It’s a good thing I’m only halfway finished compiling the 2009 edition of the Pax Arcana Guide to Top First Ladies, because this latest bit of information has me reconsidering my top 5 (sorry Tatyana Karimova!).

Not only is Miyuki Hatoyama a macrobiotic chef and former actress, according to this article in the Independent (UK), but she has also visited Venus and knew Tom Cruise in his former life. Seriously!

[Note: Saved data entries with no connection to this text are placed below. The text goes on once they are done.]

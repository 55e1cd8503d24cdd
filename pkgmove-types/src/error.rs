//! Parse errors for import specs and directive lines.

use thiserror::Error;

/// A grammar violation in an import spec or a directive line.
///
/// Malformed input is never repaired or skipped. Callers treat any of these as fatal for the
/// whole migration.
#[derive(Debug, Clone, PartialEq, Eq, Error)]
pub enum ParseError {
    /// The input was empty or whitespace only.
    #[error("empty import spec")]
    Empty,

    /// Two dots in a row, or a leading/trailing dot.
    #[error("empty segment in import spec `{text}`")]
    EmptySegment { text: String },

    /// `*` appeared anywhere but the last segment.
    #[error("wildcard must be the last segment in `{text}`")]
    MisplacedWildcard { text: String },

    /// No lowercase-leading package segment precedes the element.
    #[error("import spec `{text}` has no package")]
    MissingPackage { text: String },

    /// Text after ` as ` is empty or not a single identifier.
    #[error("invalid alias in import spec `{text}`")]
    InvalidAlias { text: String },

    /// Something other than ` as <alias>` follows the qualified name.
    #[error("unexpected text after qualified name in `{text}`")]
    UnexpectedText { text: String },

    /// A directive line with fewer than two tokens after the keyword.
    #[error("directive `{line}` needs both a source and a target")]
    MissingTarget { line: String },
}
mod config;

use anyhow::Context;
use camino::{Utf8Path, Utf8PathBuf};
use clap::{Parser, Subcommand};
use config::{CliOverrides, ConfigMerger, MergedConfig};
use fs_err as fs;
use pkgmove_core::EditError;
use pkgmove_core::adapters::{FsDirectiveSource, FsSourceTree, FsWritePort};
use pkgmove_core::pipeline::{run_directives, run_migrate, write_report};
use pkgmove_core::settings::MigrateSettings;
use pkgmove_types::Directive;
use pkgmove_types::report::ToolInfo;
use serde::Serialize;
use std::process::ExitCode;
use tracing::{debug, error, info};
use tracing_subscriber::EnvFilter;

#[derive(Debug, Parser)]
#[command(
    name = "pkgmove",
    version,
    about = "Rewrites import blocks after packages move between libraries."
)]
struct Cli {
    #[command(subcommand)]
    cmd: Command,
}

#[derive(Debug, Subcommand)]
enum Command {
    /// Rewrite imports against the merged directives (default: dry-run).
    Migrate(MigrateArgs),
    /// Print the merged directive map and which source won each entry.
    Directives(DirectivesArgs),
}

/// Options shared by every command that builds the directive map.
#[derive(Debug, clap::Args)]
struct DirectiveArgs {
    /// Repository root (default: current directory).
    #[arg(long, default_value = ".")]
    repo_root: Utf8PathBuf,

    /// Dependency root searched for META-INF/**/*.packagemove (repeatable).
    #[arg(long = "directive-root")]
    directive_roots: Vec<Utf8PathBuf>,

    /// Additional directive text, merged last.
    #[arg(long)]
    additional: Option<String>,

    /// File with additional directive text, merged before --additional.
    #[arg(long)]
    additional_file: Option<Utf8PathBuf>,
}

#[derive(Debug, Parser)]
struct MigrateArgs {
    #[command(flatten)]
    directives: DirectiveArgs,

    /// Source directory under the repo root (repeatable).
    #[arg(long = "source-dir")]
    source_dirs: Vec<String>,

    /// Source file extension (repeatable).
    #[arg(long = "ext")]
    extensions: Vec<String>,

    /// Write changes to disk. If omitted, prints the patch and writes nothing.
    #[arg(long, default_value_t = false)]
    apply: bool,

    /// Keep a copy of every rewritten file.
    #[arg(long, default_value_t = false)]
    backup: bool,

    /// Write a JSON migration report to this path.
    #[arg(long)]
    report: Option<Utf8PathBuf>,
}

#[derive(Debug, Parser)]
struct DirectivesArgs {
    #[command(flatten)]
    directives: DirectiveArgs,

    /// Output format (text, json).
    #[arg(long, value_enum, default_value = "text")]
    format: OutputFormat,
}

#[derive(Debug, Clone, Copy, clap::ValueEnum)]
enum OutputFormat {
    Text,
    Json,
}

fn main() -> ExitCode {
    if let Err(e) = real_main() {
        error!("{:?}", e);
        let code = e
            .downcast_ref::<EditError>()
            .map(EditError::exit_code)
            .unwrap_or(1);
        return ExitCode::from(code);
    }
    ExitCode::from(0)
}

fn real_main() -> anyhow::Result<()> {
    tracing_subscriber::fmt()
        .with_env_filter(EnvFilter::from_default_env())
        .with_writer(std::io::stderr)
        .init();

    let cli = Cli::parse();
    match cli.cmd {
        Command::Migrate(args) => cmd_migrate(args),
        Command::Directives(args) => cmd_directives(args),
    }
}

fn cmd_migrate(args: MigrateArgs) -> anyhow::Result<()> {
    let overrides = CliOverrides {
        additional: additional_blocks(&args.directives)?,
        source_dirs: args.source_dirs,
        extensions: args.extensions,
        directive_roots: args.directives.directive_roots,
        backup: args.backup,
    };
    let repo_root = args.directives.repo_root;
    let merged = merged_config(&repo_root, &overrides)?;
    let settings = settings_from(repo_root, merged, !args.apply);

    let directives = FsDirectiveSource::new(settings.resolved_directive_roots());
    let tree = FsSourceTree {
        repo_root: settings.repo_root.clone(),
        dirs: settings.source_dirs.clone(),
        extensions: settings.extensions.clone(),
    };

    let outcome = run_migrate(&settings, &directives, &tree, tool_info())?;

    if let Some(path) = &args.report {
        write_report(&outcome.report, path, &FsWritePort)?;
        info!("wrote report to {}", path);
    }

    let summary = &outcome.report.summary;
    if settings.dry_run {
        print!("{}", outcome.patch);
        info!(
            "dry-run: {} of {} files would change",
            summary.files_changed, summary.files_scanned
        );
    } else {
        println!(
            "pkgmove: rewrote {} of {} files",
            summary.files_written, summary.files_scanned
        );
    }
    Ok(())
}

#[derive(Debug, Serialize)]
struct DirectiveEntry<'a> {
    #[serde(flatten)]
    directive: &'a Directive,
    origin: &'a str,
}

fn cmd_directives(args: DirectivesArgs) -> anyhow::Result<()> {
    let overrides = CliOverrides {
        additional: additional_blocks(&args.directives)?,
        directive_roots: args.directives.directive_roots,
        ..CliOverrides::default()
    };
    let repo_root = args.directives.repo_root;
    let merged = merged_config(&repo_root, &overrides)?;
    let settings = settings_from(repo_root, merged, true);

    let source = FsDirectiveSource::new(settings.resolved_directive_roots());
    let outcome = run_directives(&settings, &source)?;

    match args.format {
        OutputFormat::Text => {
            for entry in outcome.map.iter() {
                println!("{}  # {}", entry.directive, entry.origin);
            }
        }
        OutputFormat::Json => {
            let entries: Vec<DirectiveEntry<'_>> = outcome
                .map
                .iter()
                .map(|entry| DirectiveEntry {
                    directive: &entry.directive,
                    origin: &entry.origin,
                })
                .collect();
            let json = serde_json::to_string_pretty(&entries).context("serialize directives")?;
            println!("{json}");
        }
    }
    Ok(())
}

fn additional_blocks(args: &DirectiveArgs) -> anyhow::Result<Vec<String>> {
    let mut blocks = Vec::new();
    if let Some(path) = &args.additional_file {
        let text = fs::read_to_string(path).with_context(|| format!("read {}", path))?;
        blocks.push(text);
    }
    if let Some(text) = &args.additional {
        blocks.push(text.clone());
    }
    Ok(blocks)
}

fn merged_config(repo_root: &Utf8Path, overrides: &CliOverrides) -> anyhow::Result<MergedConfig> {
    let file_config = config::load_or_default(repo_root).context("load pkgmove.toml config")?;
    let merged = ConfigMerger::new(file_config).merge(overrides);
    debug!(
        "merged config: source_dirs={:?}, extensions={:?}, directive_roots={:?}, backups={}",
        merged.source_dirs, merged.extensions, merged.directive_roots, merged.backups.enabled
    );
    Ok(merged)
}

fn settings_from(repo_root: Utf8PathBuf, merged: MergedConfig, dry_run: bool) -> MigrateSettings {
    MigrateSettings {
        repo_root,
        additional: merged.additional,
        source_dirs: merged.source_dirs,
        extensions: merged.extensions,
        directive_roots: merged.directive_roots,
        dry_run,
        backup_enabled: merged.backups.enabled,
        backup_suffix: merged.backups.suffix,
    }
}

fn tool_info() -> ToolInfo {
    ToolInfo {
        name: "pkgmove".to_string(),
        version: Some(env!("CARGO_PKG_VERSION").to_string()),
    }
}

“While my body was asleep, I think my soul rode on a triangular-shaped UFO and went to Venus,” she explains in the tome she published last year. “It was a very beautiful place, and it was very green.”

When the new Japanese first lady related her adventures to her then husband, he told her flatteningly that it was probably just a dream. But she is confident that Yukio, the man now entrusted with the task of hauling Japan out of its deepest recession, would have reacted very differently. “My current husband has a different way of thinking. He would surely say, ‘Oh, that’s great’,” she wrote.

Not only did she meet Tom Cruise in his former life — he was Japanese then — but she looks forward to making a movie with him in the future. Because yeah!

How do we know all this about the Japanese first lady? She wrote it all down in a book titled “Very Strange Things I’ve Encountered,” making this officially the cherry on top of the awesomeness sundae that is Japan. Seriously, this story is so awesome I want to drink it with milk beer and just let it course through my veins and be absorbed into my bloodstream. My liver wouldn’t even need to filter it because it’s just so pure. Then I’d pee it out into a silver chalice and drink it again to try to regain the awesome feeling. Ew. This time it just tastes like urine. Must be the milk beer.

I have been abducted by aliens, says Japan’s first lady [Independent]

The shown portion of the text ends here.